The three pitfalls of onboarding
A good start for a new employee, that's what everyone wants. But how do you do it exactly, and what do you have to pay attention to? We have listed the three biggest onboarding pitfalls for you. Avoid irritations and make the most out of it!
Pitfall 1: Not knowing what the organisation stands for
Research has shown that most new employees are hesitant during the first weeks of a new job. They actually expect the organisation to take the lead. A common pitfall is that this moment is not used to explain what the organisation stands for to new employees. During such an explanation, attention can be paid to, for example, the strategy, the product, the target group, important customers and the organisation's values. It helps to make clear how this is reflected in the daily activities. In this way, the new employee has a good picture of the organisation and, more importantly, their role. This ensures a connection with the organisation and ultimately a higher level of commitment.
Pitfall 2: Relying on technology
Did you know that one in three new employees expects an extensive familiarisation programme to be ready on the first day of work? More and more organisations are choosing to use a specially developed app or another form of technology for onboarding. Although this ensures that information is transferred, you cannot be sure that the new employee will adequately understand the content. The pitfall is that people think onboarding is a formality that needs to be ticked off before the real work begins. Our advice? Look at the needs of the new employee as well. Perhaps they lack a skill or a piece of professional knowledge that would enable them to understand documents properly. By checking this in advance, you not only increase knowledge but also productivity.
Pitfall 3: Lack of connection with colleagues
A new job can be overwhelming, but above all, it should be fun. The bond with your colleagues is therefore essential. Research has shown that no less than 36% of new employees are afraid of not connecting with teammates. Most organisations deal with this by pairing a new employee with an experienced employee, a buddy. However, you do not know whether the buddy has a personal click with your new employee, so do not fall into that pitfall. It is more convenient to pair up new and existing colleagues during the onboarding. Ask about the hobbies or interests of employees and put them side by side. That way, colleagues immediately have a common ground, promoting mutual contact much better compared to working together on a report.

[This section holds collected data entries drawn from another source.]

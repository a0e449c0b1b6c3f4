use serde::{Deserialize, Serialize};

/// A geographic position in decimal degrees.
///
/// No range validation is applied; callers supply well-formed values.
#[derive(Debug, Clone, Copy, PartialEq, Serialize, Deserialize)]
pub struct Coordinate {
    pub lon: f64,
    pub lat: f64,
}

impl Coordinate {
    pub fn new(lon: f64, lat: f64) -> Self {
        Self { lon, lat }
    }
}

impl From<(f64, f64)> for Coordinate {
    /// Tuples are read in KML order: (lon, lat)
    fn from((lon, lat): (f64, f64)) -> Self {
        Self { lon, lat }
    }
}

impl From<Coordinate> for geo::Coord<f64> {
    fn from(c: Coordinate) -> Self {
        geo::coord! { x: c.lon, y: c.lat }
    }
}

/// A standalone point extracted from a KML `Point` geometry.
///
/// Purely informational: points of interest never take part in containment.
#[derive(Debug, Clone, Copy, PartialEq, Serialize)]
pub struct PointOfInterest {
    pub position: Coordinate,
}

impl PointOfInterest {
    pub fn new(position: Coordinate) -> Self {
        Self { position }
    }
}
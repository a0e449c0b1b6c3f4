pub mod bounds;
pub mod containment;
pub mod projection;
#[cfg(feature = "utm")]
pub mod utm;

pub use bounds::Bounds;
pub use containment::contains;
pub use projection::{CoordinateProjector, ProjectedCoordinate, ProjectionConfig, UtmProjector};
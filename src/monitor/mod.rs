use serde::Serialize;

use crate::domain::{BoundarySet, Coordinate, Polygon};
use crate::geometry::contains;

/// True when `position` lies inside `boundary`
pub fn check_geofence(position: Coordinate, boundary: &Polygon) -> bool {
    contains(position, boundary)
}

/// True when `position` is outside `boundary` and RTH should trigger
pub fn should_return_to_home(position: Coordinate, boundary: &Polygon) -> bool {
    !check_geofence(position, boundary)
}

#[derive(Debug, Clone, Copy, PartialEq, Eq, Serialize)]
#[serde(rename_all = "lowercase")]
pub enum GeofenceStatus {
    Inside,
    Breach,
}

impl GeofenceStatus {
    pub fn triggers_rth(self) -> bool {
        self == GeofenceStatus::Breach
    }
}

/// Holds the active boundary and evaluates positions against it
///
/// Every evaluation is independent: no history, hysteresis or debounce.
/// Tracking breaches along a trajectory is up to the caller.
#[derive(Debug, Clone)]
pub struct GeofenceMonitor {
    boundary: Polygon,
}

impl GeofenceMonitor {
    pub fn new(boundary: Polygon) -> Self {
        Self { boundary }
    }

    /// Monitor the first polygon of a parsed document
    pub fn from_boundary_set(set: &BoundarySet) -> Option<Self> {
        Self::from_boundary_set_at(set, 0)
    }

    /// Monitor the polygon at `index` of a parsed document
    pub fn from_boundary_set_at(set: &BoundarySet, index: usize) -> Option<Self> {
        set.polygons.get(index).cloned().map(Self::new)
    }

    pub fn boundary(&self) -> &Polygon {
        &self.boundary
    }

    /// Swap in a new active boundary, returning the old one
    pub fn set_boundary(&mut self, boundary: Polygon) -> Polygon {
        std::mem::replace(&mut self.boundary, boundary)
    }

    pub fn check(&self, position: Coordinate) -> bool {
        check_geofence(position, &self.boundary)
    }

    pub fn should_return_to_home(&self, position: Coordinate) -> bool {
        should_return_to_home(position, &self.boundary)
    }

    pub fn status(&self, position: Coordinate) -> GeofenceStatus {
        if self.check(position) {
            GeofenceStatus::Inside
        } else {
            GeofenceStatus::Breach
        }
    }
}

#[cfg(test)]
mod tests {
    use super::*;
    use crate::domain::PointOfInterest;

    fn field() -> Polygon {
        Polygon::from(vec![
            (73.8310, 17.1750),
            (73.8330, 17.1750),
            (73.8330, 17.1770),
            (73.8310, 17.1770),
        ])
    }

    #[test]
    fn test_rth_is_complement() {
        let boundary = field();
        let probes = [
            Coordinate::new(73.8320, 17.1759),
            Coordinate::new(73.8318, 17.1761),
            Coordinate::new(73.8330, 17.1765),
            Coordinate::new(73.8317, 17.1758),
            Coordinate::new(73.8300, 17.1750),
            Coordinate::new(73.8310, 17.1760),
        ];

        for p in probes {
            assert_eq!(
                should_return_to_home(p, &boundary),
                !check_geofence(p, &boundary)
            );
        }
    }

    #[test]
    fn test_breach_triggers_rth() {
        let boundary = field();
        assert!(!should_return_to_home(Coordinate::new(73.8320, 17.1759), &boundary));
        assert!(should_return_to_home(Coordinate::new(73.8300, 17.1750), &boundary));
    }

    #[test]
    fn test_monitor_status() {
        let monitor = GeofenceMonitor::new(field());
        assert_eq!(monitor.status(Coordinate::new(73.8320, 17.1759)), GeofenceStatus::Inside);

        let status = monitor.status(Coordinate::new(73.8400, 17.1800));
        assert_eq!(status, GeofenceStatus::Breach);
        assert!(status.triggers_rth());
    }

    #[test]
    fn test_monitor_is_stateless() {
        let monitor = GeofenceMonitor::new(field());
        let inside = Coordinate::new(73.8320, 17.1759);
        let outside = Coordinate::new(73.8400, 17.1800);

        assert!(monitor.should_return_to_home(outside));
        // A prior breach does not affect the next sample
        assert!(!monitor.should_return_to_home(inside));
        assert!(monitor.should_return_to_home(outside));
    }

    #[test]
    fn test_replace_boundary() {
        let mut monitor = GeofenceMonitor::new(field());
        let p = Coordinate::new(5.0, 5.0);
        assert!(monitor.should_return_to_home(p));

        let old = monitor.set_boundary(Polygon::from(vec![
            (0.0, 0.0),
            (10.0, 0.0),
            (10.0, 10.0),
            (0.0, 10.0),
        ]));
        assert_eq!(old, field());
        assert!(!monitor.should_return_to_home(p));
    }

    #[test]
    fn test_from_boundary_set() {
        let set = BoundarySet::new(
            vec![field(), Polygon::from(vec![(0.0, 0.0), (1.0, 0.0), (1.0, 1.0)])],
            vec![PointOfInterest::new(Coordinate::new(73.832, 17.176))],
        );

        let monitor = GeofenceMonitor::from_boundary_set(&set).unwrap();
        assert_eq!(monitor.boundary(), &field());

        let second = GeofenceMonitor::from_boundary_set_at(&set, 1).unwrap();
        assert_eq!(second.boundary().len(), 3);

        assert!(GeofenceMonitor::from_boundary_set_at(&set, 2).is_none());
        assert!(GeofenceMonitor::from_boundary_set(&BoundarySet::default()).is_none());
    }
}
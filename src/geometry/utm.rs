//! WGS84 -> UTM forward projection
//!
//! Series expansion of the transverse Mercator projection (Snyder, 1987),
//! accurate to well under a metre inside a zone.

use super::projection::ProjectedCoordinate;
use crate::domain::Coordinate;
use crate::error::{Error, Result};

/// Scale factor on the central meridian
const K0: f64 = 0.9996;
/// WGS84 semi-major axis in meters
const R: f64 = 6_378_137.0;
/// WGS84 first eccentricity squared
const E: f64 = 0.006_694_38;
const E2: f64 = E * E;
const E3: f64 = E2 * E;
const E_P2: f64 = E / (1.0 - E);

const M1: f64 = 1.0 - E / 4.0 - 3.0 * E2 / 64.0 - 5.0 * E3 / 256.0;
const M2: f64 = 3.0 * E / 8.0 + 3.0 * E2 / 32.0 + 45.0 * E3 / 1024.0;
const M3: f64 = 15.0 * E2 / 256.0 + 45.0 * E3 / 1024.0;
const M4: f64 = 35.0 * E3 / 3072.0;

const FALSE_EASTING: f64 = 500_000.0;
const FALSE_NORTHING_SOUTH: f64 = 10_000_000.0;

/// Latitude bands C..X, 8 degrees each; X is stretched to 84N
const ZONE_LETTERS: &[u8] = b"CDEFGHJKLMNPQRSTUVWXX";

pub fn from_lon_lat(c: Coordinate) -> Result<ProjectedCoordinate> {
    let (lon, lat) = (c.lon, c.lat);

    if !(-80.0..=84.0).contains(&lat) {
        return Err(Error::Projection {
            message: format!("latitude {lat} outside UTM range (-80, 84)"),
        });
    }
    if !(-180.0..=180.0).contains(&lon) {
        return Err(Error::Projection {
            message: format!("longitude {lon} outside range (-180, 180)"),
        });
    }

    let zone_number = zone_number(lon, lat);
    let zone_letter = zone_letter(lat);

    let lat_rad = lat.to_radians();
    let lat_sin = lat_rad.sin();
    let lat_cos = lat_rad.cos();
    let lat_tan = lat_rad.tan();
    let lat_tan2 = lat_tan * lat_tan;
    let lat_tan4 = lat_tan2 * lat_tan2;

    let central_lon_rad = central_meridian(zone_number).to_radians();

    let n = R / (1.0 - E * lat_sin * lat_sin).sqrt();
    let c = E_P2 * lat_cos * lat_cos;

    let a = lat_cos * wrap_angle(lon.to_radians() - central_lon_rad);
    let a2 = a * a;
    let a3 = a2 * a;
    let a4 = a3 * a;
    let a5 = a4 * a;
    let a6 = a5 * a;

    let m = R
        * (M1 * lat_rad - M2 * (2.0 * lat_rad).sin() + M3 * (4.0 * lat_rad).sin()
            - M4 * (6.0 * lat_rad).sin());

    let easting = K0
        * n
        * (a + a3 / 6.0 * (1.0 - lat_tan2 + c)
            + a5 / 120.0 * (5.0 - 18.0 * lat_tan2 + lat_tan4 + 72.0 * c - 58.0 * E_P2))
        + FALSE_EASTING;

    let mut northing = K0
        * (m + n
            * lat_tan
            * (a2 / 2.0
                + a4 / 24.0 * (5.0 - lat_tan2 + 9.0 * c + 4.0 * c * c)
                + a6 / 720.0 * (61.0 - 58.0 * lat_tan2 + lat_tan4 + 600.0 * c - 330.0 * E_P2)));
    if lat < 0.0 {
        northing += FALSE_NORTHING_SOUTH;
    }

    Ok(ProjectedCoordinate {
        easting,
        northing,
        zone_number,
        zone_letter,
    })
}

/// UTM zone number including the Norway and Svalbard exceptions
pub fn zone_number(lon: f64, lat: f64) -> u8 {
    if (56.0..64.0).contains(&lat) && (3.0..12.0).contains(&lon) {
        return 32;
    }

    if (72.0..=84.0).contains(&lat) && lon >= 0.0 {
        if lon < 9.0 {
            return 31;
        } else if lon < 21.0 {
            return 33;
        } else if lon < 33.0 {
            return 35;
        } else if lon < 42.0 {
            return 37;
        }
    }

    let zone = ((lon + 180.0) / 6.0).floor() as i32 + 1;
    zone.clamp(1, 60) as u8
}

pub fn zone_letter(lat: f64) -> char {
    let index = (((lat + 80.0) as usize) >> 3).min(ZONE_LETTERS.len() - 1);
    ZONE_LETTERS[index] as char
}

pub fn central_meridian(zone: u8) -> f64 {
    f64::from(zone) * 6.0 - 183.0
}

/// Wrap to [-pi, pi)
fn wrap_angle(value: f64) -> f64 {
    use std::f64::consts::PI;
    (value + PI).rem_euclid(2.0 * PI) - PI
}
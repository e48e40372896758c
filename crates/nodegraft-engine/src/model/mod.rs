pub mod definition;
pub mod registry;

pub use definition::{DefBody, Definition, PropMap, PropValue, TypeExpr, ValueShape};
pub use registry::Registry;
//! Literal-override resolution.
//!
//! Under structural typing, an ancestor that commits a property to one fixed
//! string literal cannot be shared by descendants that need a different
//! literal for the same property. When a descendant redeclares such a
//! property, the committed ancestor is split: its non-discriminant
//! properties move to a new synthetic `Abstract<name>` base, the ancestor
//! keeps only the discriminant, and the descendant inherits the generic
//! shape directly.

use crate::model::{DefBody, Definition, PropMap, PropValue, Registry, ValueShape};

/// Name prefix of synthetic abstract bases.
pub const ABSTRACT_PREFIX: &str = "Abstract";

#[derive(Debug, thiserror::Error)]
pub enum ResolveError {
    #[error("definition `{child}` extends `{ancestor}`, which is never declared")]
    UnknownAncestor { child: String, ancestor: String },
    #[error("abstract base name `{0}` collides with an existing definition")]
    SyntheticNameCollision(String),
}

/// Runs the literal-override rewrite once over the registry.
///
/// A single forward pass over the definitions present when the pass starts;
/// synthetic bases are appended past the end and never revisited. Mutation
/// is in place. Any error aborts the run before anything is emitted.
pub fn extract_abstract_bases(registry: &mut Registry) -> Result<(), ResolveError> {
    let initial = registry.len();
    for index in 0..initial {
        let Some(child) = registry.name_at(index).map(str::to_owned) else {
            continue;
        };
        for prop in literal_prop_names(registry, &child) {
            rewrite_property(registry, &child, &prop)?;
        }
    }
    Ok(())
}

/// Names of the definition's scalar-literal properties, when it is an
/// interface with at least one ancestor.
fn literal_prop_names(registry: &Registry, name: &str) -> Vec<String> {
    match registry.get(name) {
        Some(def) if !def.ancestors.is_empty() => match &def.body {
            DefBody::Props(map) => map
                .iter()
                .filter(|(_, value)| is_scalar_literal(value))
                .map(|(prop, _)| prop.clone())
                .collect(),
            DefBody::Union(_) => Vec::new(),
        },
        _ => Vec::new(),
    }
}

fn is_scalar_literal(value: &PropValue) -> bool {
    matches!(
        value,
        PropValue::Expr(expr) if expr.shape == ValueShape::Literal && !expr.list
    )
}

fn has_scalar_literal(def: &Definition, prop: &str) -> bool {
    def.body
        .props()
        .and_then(|map| map.get(prop))
        .is_some_and(is_scalar_literal)
}

/// Performs the one-shot rewrite for a single (child, property) pair.
fn rewrite_property(registry: &mut Registry, child: &str, prop: &str) -> Result<(), ResolveError> {
    // an earlier rewrite for this child may have stripped the property
    let ancestors = match registry.get(child) {
        Some(def) if has_scalar_literal(def, prop) => def.ancestors.clone(),
        _ => return Ok(()),
    };

    // first ancestor that also commits `prop` to a literal wins
    let mut committed = None;
    for ancestor in &ancestors {
        let Some(def) = registry.get(ancestor) else {
            return Err(ResolveError::UnknownAncestor {
                child: child.to_owned(),
                ancestor: ancestor.clone(),
            });
        };
        if has_scalar_literal(def, prop) {
            committed = Some(ancestor.clone());
            break;
        }
    }
    let Some(target) = committed else {
        return Ok(());
    };

    let abstract_name = format!("{ABSTRACT_PREFIX}{target}");
    if registry.contains(&abstract_name) {
        return Err(ResolveError::SyntheticNameCollision(abstract_name));
    }

    // partition the committed ancestor's body into discriminant and rest
    let Some((discriminant, rest, target_ancestors)) = partition(registry, &target, prop) else {
        return Ok(());
    };
    tracing::debug!(
        child,
        ancestor = %target,
        property = prop,
        base = %abstract_name,
        "extracting abstract base for literal override"
    );

    registry.insert(Definition {
        name: abstract_name.clone(),
        ancestors: target_ancestors,
        body: DefBody::Props(rest.clone()),
        reopened: false,
    });

    if let Some(def) = registry.get_mut(&target) {
        def.body = DefBody::Props(discriminant);
        def.ancestors = vec![abstract_name.clone()];
    }

    if let Some(def) = registry.get_mut(child) {
        if let DefBody::Props(map) = &mut def.body {
            for inherited in rest.keys() {
                map.shift_remove(inherited);
            }
        }
        match def.ancestors.iter_mut().find(|a| **a == target) {
            Some(slot) => *slot = abstract_name,
            None => def.ancestors.push(abstract_name),
        }
    }
    Ok(())
}

fn partition(
    registry: &Registry,
    name: &str,
    prop: &str,
) -> Option<(PropMap, PropMap, Vec<String>)> {
    let def = registry.get(name)?;
    let map = def.body.props()?;
    let mut discriminant = PropMap::new();
    let mut rest = PropMap::new();
    for (key, value) in map {
        if key == prop {
            discriminant.insert(key.clone(), value.clone());
        } else {
            rest.insert(key.clone(), value.clone());
        }
    }
    Some((discriminant, rest, def.ancestors.clone()))
}

#[cfg(test)]
mod tests {
    use super::*;
    use crate::model::TypeExpr;
    use pretty_assertions::assert_eq;

    fn literal(text: &str) -> PropValue {
        PropValue::Expr(TypeExpr {
            shape: ValueShape::Literal,
            list: false,
            text: text.to_string(),
        })
    }

    fn ident(text: &str) -> PropValue {
        PropValue::Expr(TypeExpr {
            shape: ValueShape::Identifier,
            list: false,
            text: text.to_string(),
        })
    }

    fn interface(name: &str, ancestors: &[&str], body: &[(&str, PropValue)]) -> Definition {
        Definition {
            name: name.to_string(),
            ancestors: ancestors.iter().map(|a| a.to_string()).collect(),
            body: DefBody::Props(
                body.iter()
                    .map(|(prop, value)| (prop.to_string(), value.clone()))
                    .collect(),
            ),
            reopened: false,
        }
    }

    fn registry_of(defs: Vec<Definition>) -> Registry {
        let mut registry = Registry::new();
        for def in defs {
            registry.install(def);
        }
        registry
    }

    #[test]
    fn splits_a_committed_ancestor() {
        let mut registry = registry_of(vec![
            interface("A", &[], &[("type", literal("\"A\"")), ("x", ident("Foo"))]),
            interface("C", &["A"], &[("type", literal("\"C\""))]),
        ]);

        extract_abstract_bases(&mut registry).unwrap();

        let base = registry.get("AbstractA").unwrap();
        assert!(base.ancestors.is_empty());
        let base_props: Vec<_> = base.body.props().unwrap().keys().cloned().collect();
        assert_eq!(base_props, vec!["x"]);

        let a = registry.get("A").unwrap();
        assert_eq!(a.ancestors, vec!["AbstractA"]);
        let a_props: Vec<_> = a.body.props().unwrap().keys().cloned().collect();
        assert_eq!(a_props, vec!["type"]);
        assert_eq!(a.body.props().unwrap().get("type"), Some(&literal("\"A\"")));

        let c = registry.get("C").unwrap();
        assert_eq!(c.ancestors, vec!["AbstractA"]);
        let c_props: Vec<_> = c.body.props().unwrap().keys().cloned().collect();
        assert_eq!(c_props, vec!["type"]);

        let names: Vec<_> = registry.iter().map(|d| d.name.as_str()).collect();
        assert_eq!(names, vec!["A", "C", "AbstractA"]);
    }

    #[test]
    fn strips_properties_the_child_shared_with_the_base() {
        let mut registry = registry_of(vec![
            interface("A", &[], &[("type", literal("\"A\"")), ("x", ident("Foo"))]),
            interface(
                "C",
                &["A"],
                &[("type", literal("\"C\"")), ("x", ident("Foo")), ("y", ident("Bar"))],
            ),
        ]);

        extract_abstract_bases(&mut registry).unwrap();

        let c_props: Vec<_> = registry
            .get("C")
            .unwrap()
            .body
            .props()
            .unwrap()
            .keys()
            .cloned()
            .collect();
        assert_eq!(c_props, vec!["type", "y"]);
    }

    #[test]
    fn first_colliding_ancestor_wins() {
        let mut registry = registry_of(vec![
            interface("A", &[], &[("type", literal("\"A\""))]),
            interface("B", &[], &[("type", literal("\"B\"")), ("z", ident("Baz"))]),
            interface("C", &["A", "B"], &[("type", literal("\"C\""))]),
        ]);

        extract_abstract_bases(&mut registry).unwrap();

        assert!(registry.contains("AbstractA"));
        assert!(!registry.contains("AbstractB"));
        let c = registry.get("C").unwrap();
        assert_eq!(c.ancestors, vec!["AbstractA", "B"]);
    }

    #[test]
    fn ancestor_without_the_literal_is_left_alone() {
        let mut registry = registry_of(vec![
            interface("Node", &[], &[("type", ident("string"))]),
            interface("Identifier", &["Node"], &[("type", literal("\"Identifier\""))]),
        ]);

        extract_abstract_bases(&mut registry).unwrap();

        assert_eq!(registry.len(), 2);
        assert_eq!(registry.get("Identifier").unwrap().ancestors, vec!["Node"]);
    }

    #[test]
    fn enum_ancestors_never_collide() {
        let mut registry = registry_of(vec![
            Definition {
                name: "E".to_string(),
                ancestors: vec![],
                body: DefBody::Union("\"a\" | \"b\"".to_string()),
                reopened: false,
            },
            interface("C", &["E"], &[("type", literal("\"C\""))]),
        ]);

        extract_abstract_bases(&mut registry).unwrap();
        assert_eq!(registry.len(), 2);
    }

    #[test]
    fn unknown_ancestor_is_fatal() {
        let mut registry = registry_of(vec![interface(
            "C",
            &["Ghost"],
            &[("type", literal("\"C\""))],
        )]);

        let err = extract_abstract_bases(&mut registry).unwrap_err();
        assert!(matches!(err, ResolveError::UnknownAncestor { .. }));
    }

    #[test]
    fn synthetic_name_collision_is_fatal() {
        let mut registry = registry_of(vec![
            interface("AbstractA", &[], &[("w", ident("Qux"))]),
            interface("A", &[], &[("type", literal("\"A\"")), ("x", ident("Foo"))]),
            interface("C", &["A"], &[("type", literal("\"C\""))]),
        ]);

        let err = extract_abstract_bases(&mut registry).unwrap_err();
        assert!(matches!(err, ResolveError::SyntheticNameCollision(name) if name == "AbstractA"));
    }

    #[test]
    fn definitions_without_ancestors_are_untouched() {
        let mut registry = registry_of(vec![interface(
            "A",
            &[],
            &[("type", literal("\"A\""))],
        )]);

        extract_abstract_bases(&mut registry).unwrap();
        assert_eq!(registry.len(), 1);
    }

    #[test]
    fn split_ancestors_visited_later_do_not_split_again() {
        // R is rewritten while processing A (index 0) and still holds its
        // literal discriminant when its own index comes up; its only
        // remaining ancestor no longer carries the property, so the pass
        // must leave it alone instead of stacking Abstract prefixes
        let mut registry = registry_of(vec![
            interface("A", &["R"], &[("type", literal("\"A\"")), ("x", ident("Foo"))]),
            interface("R", &[], &[("type", literal("\"R\"")), ("y", ident("Bar"))]),
        ]);

        extract_abstract_bases(&mut registry).unwrap();

        // A split R; AbstractR got R's ancestors (none) and `y`
        assert!(registry.contains("AbstractR"));
        assert!(!registry.contains("AbstractAbstractR"));
    }
}
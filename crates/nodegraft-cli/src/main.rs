use anyhow::{Context, Result};
use nodegraft_config::Config;
use nodegraft_engine::{consolidate, io};
use std::{
    env,
    path::{Path, PathBuf},
    process,
};

fn main() -> Result<()> {
    tracing_subscriber::fmt()
        .with_env_filter(tracing_subscriber::EnvFilter::from_default_env())
        .with_writer(std::io::stderr)
        .init();

    // Determine the config path from CLI args or the default location
    let args: Vec<String> = env::args().collect();
    let config_path = match args.len() {
        1 => Config::default_path(),
        2 => PathBuf::from(&args[1]),
        _ => {
            eprintln!("Usage: {} [config-path]", args[0]);
            process::exit(1);
        }
    };

    let config = match Config::load_from_path(&config_path) {
        Ok(Some(config)) => config,
        Ok(None) => {
            eprintln!("Error: No config file found at {}", config_path.display());
            eprintln!("Usage: {} [config-path]", args[0]);
            process::exit(1);
        }
        Err(e) => {
            eprintln!("Error: Failed to load config file: {e}");
            process::exit(1);
        }
    };

    // Fragment paths resolve against the config file's directory unless the
    // config overrides the project root
    let config_dir = config_path
        .parent()
        .filter(|p| !p.as_os_str().is_empty())
        .unwrap_or(Path::new("."))
        .to_path_buf();
    let root = config.root.clone().unwrap_or(config_dir);

    let fragment_paths = config
        .resolve_fragments(&root)
        .context("resolving fragment list")?;
    if fragment_paths.is_empty() {
        eprintln!("Error: config lists no fragments");
        process::exit(1);
    }

    let fragments = io::read_fragments(&fragment_paths, &root)
        .context("reading grammar fragments")?;

    let rendered = consolidate(fragments.iter().map(String::as_str), &config.module_name)
        .context("consolidating definitions")?;

    io::write_output(&config.output, &root, &rendered).context("writing output document")?;

    println!(
        "parsed definitions have been written to: {}",
        config.output.to_path(&root).display()
    );

    Ok(())
}
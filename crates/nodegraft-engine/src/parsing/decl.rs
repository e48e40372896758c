use super::cursor::{Cursor, is_word_byte};

/// Keyword prefixing a declaration that reopens an earlier definition.
const REOPEN: &str = "extend";

const MAX_ANCESTORS: usize = 3;

#[derive(Debug, Clone, Copy, PartialEq, Eq)]
pub enum DeclKind {
    Enum,
    Interface,
}

impl DeclKind {
    fn keyword(self) -> &'static str {
        match self {
            DeclKind::Enum => "enum",
            DeclKind::Interface => "interface",
        }
    }
}

/// One declaration split out of a block, body still unparsed.
#[derive(Debug, Clone, PartialEq)]
pub struct RawDecl<'a> {
    pub reopened: bool,
    pub kind: DeclKind,
    pub name: &'a str,
    pub ancestors: Vec<&'a str>,
    pub body: &'a str,
}

/// Lazy iterator over the declarations of one block body.
///
/// Scans left to right, non-overlapping, advancing past each consumed
/// declaration. Text that superficially resembles a declaration but fails
/// the full header grammar is skipped as prose commentary.
pub struct DeclIter<'a> {
    text: &'a str,
    pos: usize,
}

pub fn declarations(block: &str) -> DeclIter<'_> {
    DeclIter { text: block, pos: 0 }
}

impl<'a> Iterator for DeclIter<'a> {
    type Item = RawDecl<'a>;

    fn next(&mut self) -> Option<RawDecl<'a>> {
        while let Some((kw_start, kind)) = next_keyword(self.text, self.pos) {
            let after = kw_start + kind.keyword().len();
            match parse_header(&self.text[after..]) {
                Some(header) => {
                    let reopened = has_reopen_marker(&self.text[..kw_start]);
                    self.pos = after + header.consumed;
                    return Some(RawDecl {
                        reopened,
                        kind,
                        name: header.name,
                        ancestors: header.ancestors,
                        body: header.body,
                    });
                }
                None => {
                    tracing::debug!(
                        keyword = kind.keyword(),
                        offset = kw_start,
                        "skipping declaration candidate with malformed header"
                    );
                    self.pos = after;
                }
            }
        }
        None
    }
}

struct Header<'a> {
    name: &'a str,
    ancestors: Vec<&'a str>,
    body: &'a str,
    consumed: usize,
}

/// Parses `Name [<: A[, B[, C]]] { body }` after a declaration keyword.
fn parse_header(s: &str) -> Option<Header<'_>> {
    let mut cur = Cursor::new(s);
    cur.skip_ws();
    let name = cur.take_word()?;
    cur.skip_ws();

    let mut ancestors = Vec::new();
    if cur.starts_with("<:") {
        cur.bump_n(2);
        loop {
            cur.skip_ws();
            ancestors.push(cur.take_word()?);
            cur.skip_ws();
            if cur.peek() != Some(b',') {
                break;
            }
            // a fourth ancestor makes the whole header unmatchable
            if ancestors.len() == MAX_ANCESTORS {
                return None;
            }
            cur.bump();
        }
    }

    cur.skip_ws();
    let body = cur.take_balanced()?;
    Some(Header {
        name,
        ancestors,
        body,
        consumed: cur.pos(),
    })
}

/// Finds the next word-bounded `interface` or `enum` keyword at or after
/// `from`, whichever comes first.
fn next_keyword(text: &str, from: usize) -> Option<(usize, DeclKind)> {
    let mut search = from;
    while search < text.len() {
        let hay = &text[search..];
        let candidate = [DeclKind::Interface, DeclKind::Enum]
            .into_iter()
            .filter_map(|kind| hay.find(kind.keyword()).map(|i| (search + i, kind)))
            .min_by_key(|(idx, _)| *idx)?;
        let (idx, kind) = candidate;
        if word_bounded(text, idx, kind.keyword().len()) {
            return Some((idx, kind));
        }
        search = idx + 1;
    }
    None
}

fn word_bounded(text: &str, idx: usize, len: usize) -> bool {
    let bytes = text.as_bytes();
    let before_ok = idx == 0 || !is_word_byte(bytes[idx - 1]);
    let after_ok = !bytes.get(idx + len).copied().is_some_and(is_word_byte);
    before_ok && after_ok
}

/// The reopening marker is the word `extend` appearing earlier on the same
/// line as the declaration keyword.
fn has_reopen_marker(prefix: &str) -> bool {
    let line = prefix.rsplit('\n').next().unwrap_or(prefix);
    line.split_whitespace().any(|token| token == REOPEN)
}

Nobody is perfect; even the perfect onboarding does not exist. However, you can listen to the needs of (new) employees to make it almost perfect. One in five new employees already know within a week whether they want to continue working at their new job for a more extended period. This proves the importance of good onboarding. Also, realise that 1 out of 25 employees sees a bad first day as a reason to leave... If you had the choice, what would you do?